Contrast
If I were to write a (very late) blog today, this is what it would say:
3 months of silence.
Followed by 1 week of crazy.
Beat. Sapped. Tired.
But happy.
Ate so much.
Ran so fast.
Didn’t really sleep.
Got something I was hoping for.
Love my friends gobs.
And gobs and gobs.
Like, hug-you-in-the-sunny-parking-lot gobs.
Gorgeous in Nashville today.
Flying to Austin tonight.
Val’s picking me up.
Hooray, Val!
Joey and Sam are getting married tomorrow.
But it’s snowing back in Colorado.
And Mom’s in the hospital.
I can’t really focus. Social whiplash and emotional incongruity. Reasons to cry while the sun shines down. And I think that’s just like life.

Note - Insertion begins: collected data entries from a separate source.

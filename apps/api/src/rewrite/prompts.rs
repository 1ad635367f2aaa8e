// Resume rewrite prompt template.
// The structure is fixed; only the embedded resume text varies.

/// Placeholder replaced by the extracted resume text.
pub const RESUME_TEXT_PLACEHOLDER: &str = "{resume_text}";

/// Rewrite prompt template. Replace `{resume_text}` before sending.
pub const REWRITE_PROMPT_TEMPLATE: &str = r#"Given the following resume text, extract the key details and rewrite it in the following structured format. Don't add any extra fields, only follow the format:

Name of the person whose resume is uploaded, in bold

**Professional Summary:**
- A concise overview of the candidate's experience and skills

-------------------------------------------- add this to separate the Professional Summary and Primary Skillsets fields

**Primary Skillsets:**
- A bullet-point list of the candidate's main technical and soft skills.

-------------------------------------------- add this to separate the Primary Skillsets and Education fields

**Education:**
- Degree, institution, and year of graduation.

-------------------------------------------- add this to separate the Education and Projects fields

**Projects:**
- List of key projects,
  with each project in the following format:
  Name of the project in bold
  - Role: The position or role of the candidate during the project
  - Environment: the technologies and editors used for the project
  - Description: about the project
  - Responsibilities: the work done by the candidate

  -------------------------------------------- add this to separate each project

Here is the original resume text:
{resume_text}

Please ensure clarity, conciseness, and professional formatting."#;
pub mod health;
pub mod resumes;

use axum::{
    extract::DefaultBodyLimit,
    routing::{get, post},
    Router,
};

use crate::state::AppState;

pub fn build_router(state: AppState) -> Router {
    let max_upload_bytes = state.config.max_upload_bytes;

    Router::new()
        .route("/health", get(health::health_handler))
        .route("/api/v1/resumes/format", post(resumes::handle_format))
        .route("/api/v1/resumes/preview", post(resumes::handle_preview))
        .layer(DefaultBodyLimit::max(max_upload_bytes))
        .with_state(state)
}
//! Resume formatting pipeline.
//!
//! Flow: format check → extract (blocking pool) → rewrite (LLM) → render DOCX.
//!
//! Every stage failure aborts the remaining stages; nothing partial is returned.

use std::sync::Arc;

use bytes::Bytes;
use thiserror::Error;
use tracing::{info, warn};

use crate::extract::{DocumentFormat, ExtractionError, TextExtractor, UnsupportedFormat};
use crate::render::{render_docx, RenderError, DOCX_MIME_TYPE, OUTPUT_FILE_NAME};
use crate::rewrite::{ResumeRewriter, RewriteError};

#[derive(Debug, Error)]
pub enum PipelineError {
    #[error(transparent)]
    UnsupportedFormat(#[from] UnsupportedFormat),

    #[error(transparent)]
    Extraction(#[from] ExtractionError),

    #[error(transparent)]
    Rewrite(#[from] RewriteError),

    #[error(transparent)]
    Render(#[from] RenderError),
}

/// Generated resume text together with the format it was extracted from.
#[derive(Debug, Clone)]
pub struct RewrittenResume {
    pub format: DocumentFormat,
    pub text: String,
}

/// The downloadable result of one pipeline run.
#[derive(Debug, Clone)]
pub struct FormattedResume {
    pub text: String,
    pub document: Vec<u8>,
}

impl FormattedResume {
    pub fn file_name(&self) -> &'static str {
        OUTPUT_FILE_NAME
    }

    pub fn mime_type(&self) -> &'static str {
        DOCX_MIME_TYPE
    }
}

#[derive(Clone)]
pub struct FormatPipeline {
    extractor: Arc<dyn TextExtractor>,
    rewriter: Arc<dyn ResumeRewriter>,
}

impl FormatPipeline {
    pub fn new(extractor: Arc<dyn TextExtractor>, rewriter: Arc<dyn ResumeRewriter>) -> Self {
        Self {
            extractor,
            rewriter,
        }
    }

    /// Extracts and rewrites, returning the generated resume text.
    pub async fn preview(
        &self,
        file_name: &str,
        payload: Bytes,
    ) -> Result<RewrittenResume, PipelineError> {
        let format = DocumentFormat::from_file_name(file_name)?;
        let text = self.extract(payload, format).await?;

        if text.is_empty() {
            warn!(%format, "No extractable text; sending empty resume to rewrite");
        }

        let text = self.rewriter.rewrite(&text).await?;
        Ok(RewrittenResume { format, text })
    }

    /// Full run: extract, rewrite, render.
    pub async fn run(&self, file_name: &str, payload: Bytes) -> Result<FormattedResume, PipelineError> {
        let RewrittenResume { text, .. } = self.preview(file_name, payload).await?;
        let document = render_docx(&text)?;

        info!(bytes = document.len(), "Formatted resume rendered");

        Ok(FormattedResume { text, document })
    }

    async fn extract(&self, payload: Bytes, format: DocumentFormat) -> Result<String, ExtractionError> {
        let extractor = self.extractor.clone();
        let payload_bytes = payload.len();

        // PDF/DOCX parsing is CPU-bound; a panic in the parser surfaces as a JoinError.
        let text = tokio::task::spawn_blocking(move || extractor.extract(&payload, format))
            .await
            .map_err(|e| ExtractionError::Aborted(e.to_string()))??;

        info!(
            %format,
            payload_bytes,
            chars = text.chars().count(),
            "Resume text extracted"
        );

        Ok(text)
    }
}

It’s all going to be okay. Right? It’s all going to be okay.
share:
Everything will be ok in the end. And if it’s not ok, it’s not the end.

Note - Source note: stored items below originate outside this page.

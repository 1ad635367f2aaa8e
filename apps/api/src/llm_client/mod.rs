//! LLM Client — the single point of entry for all chat-completion calls.
//!
//! ARCHITECTURAL RULE: No other module may call the completion API directly.
//! All LLM interactions MUST go through this module.
//!
//! Model: gpt-4 (hardcoded — do not make configurable to prevent drift)

use std::time::Duration;

use reqwest::Client;
use serde::{Deserialize, Serialize};
use thiserror::Error;
use tracing::debug;

pub mod prompts;

pub const DEFAULT_BASE_URL: &str = "https://api.openai.com/v1";
/// The model used for every rewrite.
/// This is intentionally hardcoded to prevent accidental drift.
pub const MODEL: &str = "gpt-4";
const MAX_TOKENS: u32 = 3000;
const TEMPERATURE: f32 = 0.5;

#[derive(Debug, Error)]
pub enum LlmError {
    #[error("HTTP error: {0}")]
    Http(#[from] reqwest::Error),

    #[error("API error (status {status}): {message}")]
    Api { status: u16, message: String },

    #[error("JSON parse error: {0}")]
    Parse(#[from] serde_json::Error),

    #[error("LLM returned empty content")]
    EmptyContent,
}

impl LlmError {
    /// True for 401/403 responses: the configured key was rejected.
    pub fn is_auth_failure(&self) -> bool {
        matches!(self, LlmError::Api { status, .. } if *status == 401 || *status == 403)
    }
}

#[derive(Debug, Serialize)]
struct ChatRequest<'a> {
    model: &'a str,
    messages: Vec<ChatMessage<'a>>,
    max_tokens: u32,
    temperature: f32,
}

#[derive(Debug, Serialize)]
struct ChatMessage<'a> {
    role: &'a str,
    content: &'a str,
}

#[derive(Debug, Deserialize)]
pub struct LlmResponse {
    pub choices: Vec<Choice>,
    pub usage: Option<Usage>,
}

#[derive(Debug, Deserialize)]
pub struct Choice {
    pub message: ChoiceMessage,
    pub finish_reason: Option<String>,
}

#[derive(Debug, Deserialize)]
pub struct ChoiceMessage {
    pub content: Option<String>,
}

#[derive(Debug, Deserialize)]
pub struct Usage {
    pub prompt_tokens: u32,
    pub completion_tokens: u32,
}

impl LlmResponse {
    /// Extracts the text content of the first choice.
    pub fn text(&self) -> Option<&str> {
        self.choices
            .first()
            .and_then(|c| c.message.content.as_deref())
    }
}

#[derive(Debug, Deserialize)]
struct ApiErrorEnvelope {
    error: ApiErrorBody,
}

#[derive(Debug, Deserialize)]
struct ApiErrorBody {
    message: String,
}

/// Chat Completions client. One attempt per call; the timeout is fixed at construction.
#[derive(Clone)]
pub struct LlmClient {
    client: Client,
    api_key: String,
    base_url: String,
}

impl LlmClient {
    pub fn new(api_key: String, base_url: &str, timeout: Duration) -> Result<Self, LlmError> {
        Ok(Self {
            client: Client::builder().timeout(timeout).build()?,
            api_key,
            base_url: base_url.trim_end_matches('/').to_string(),
        })
    }

    /// Makes a raw call to the completion endpoint, returning the full response object.
    pub async fn call(&self, prompt: &str, system: &str) -> Result<LlmResponse, LlmError> {
        let request_body = ChatRequest {
            model: MODEL,
            messages: vec![
                ChatMessage {
                    role: "system",
                    content: system,
                },
                ChatMessage {
                    role: "user",
                    content: prompt,
                },
            ],
            max_tokens: MAX_TOKENS,
            temperature: TEMPERATURE,
        };

        let response = self
            .client
            .post(format!("{}/chat/completions", self.base_url))
            .bearer_auth(&self.api_key)
            .json(&request_body)
            .send()
            .await?;

        let status = response.status();

        if !status.is_success() {
            let body = response.text().await.unwrap_or_default();
            // Try to parse error message
            let message = serde_json::from_str::<ApiErrorEnvelope>(&body)
                .map(|e| e.error.message)
                .unwrap_or(body);
            return Err(LlmError::Api {
                status: status.as_u16(),
                message,
            });
        }

        let body = response.bytes().await?;
        let llm_response: LlmResponse = serde_json::from_slice(&body)?;

        if let Some(usage) = &llm_response.usage {
            debug!(
                "LLM call succeeded: prompt_tokens={}, completion_tokens={}",
                usage.prompt_tokens, usage.completion_tokens
            );
        }

        Ok(llm_response)
    }

    /// Calls the LLM and returns the first choice's text, trimmed.
    /// Blank text is returned as `""`; only a missing choice or null content is an error.
    pub async fn complete(&self, prompt: &str, system: &str) -> Result<String, LlmError> {
        let response = self.call(prompt, system).await?;

        if let Some(reason) = response.choices.first().and_then(|c| c.finish_reason.as_deref()) {
            debug!("LLM finish_reason={reason}");
        }

        let text = response.text().ok_or(LlmError::EmptyContent)?;
        Ok(text.trim().to_string())
    }
}

#[cfg(test)]
pub(crate) mod test_server {
    //! In-process stand-in for the completion endpoint.

    use std::net::SocketAddr;
    use std::sync::{Arc, Mutex};

    use axum::{extract::State, http::StatusCode, routing::post, Json, Router};
    use serde_json::Value;

    #[derive(Clone)]
    struct StubState {
        status: StatusCode,
        body: Value,
        requests: Arc<Mutex<Vec<Value>>>,
    }

    async fn chat_completions(
        State(state): State<StubState>,
        Json(request): Json<Value>,
    ) -> (StatusCode, Json<Value>) {
        state.requests.lock().unwrap().push(request);
        (state.status, Json(state.body.clone()))
    }

    /// Starts a stub that answers every completion request with `status` and `body`.
    /// Returns the base URL and the log of received request bodies.
    pub async fn spawn(status: StatusCode, body: Value) -> (String, Arc<Mutex<Vec<Value>>>) {
        let requests = Arc::new(Mutex::new(Vec::new()));
        let app = Router::new()
            .route("/v1/chat/completions", post(chat_completions))
            .with_state(StubState {
                status,
                body,
                requests: requests.clone(),
            });

        let listener = tokio::net::TcpListener::bind(SocketAddr::from(([127, 0, 0, 1], 0)))
            .await
            .unwrap();
        let addr = listener.local_addr().unwrap();
        tokio::spawn(async move {
            axum::serve(listener, app).await.unwrap();
        });

        (format!("http://{addr}/v1"), requests)
    }

    pub fn completion(content: &str) -> Value {
        serde_json::json!({
            "id": "chatcmpl-test",
            "object": "chat.completion",
            "choices": [{
                "index": 0,
                "message": { "role": "assistant", "content": content },
                "finish_reason": "stop"
            }],
            "usage": { "prompt_tokens": 10, "completion_tokens": 5, "total_tokens": 15 }
        })
    }

    pub fn auth_failure() -> Value {
        serde_json::json!({
            "error": {
                "message": "Incorrect API key provided",
                "type": "invalid_request_error",
                "code": "invalid_api_key"
            }
        })
    }
}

Stay strong, Annie. You and your family are in my prayers.
It will.
It’s all going to be okay. Maybe not this minute. This day. But some day, soon. It’s all going to be okay.
Sending love-thoughts your way. God’s got this.
You guys are in my thoughts. Hope your mom is out of the hospital soon and making awesome comments in your blog in no time.
I love that you call Val “Val”. Nobody but “us” calls Val “Val”. :)
Also, I’m terribly jealous that you’re in Austin. Give hugs for me.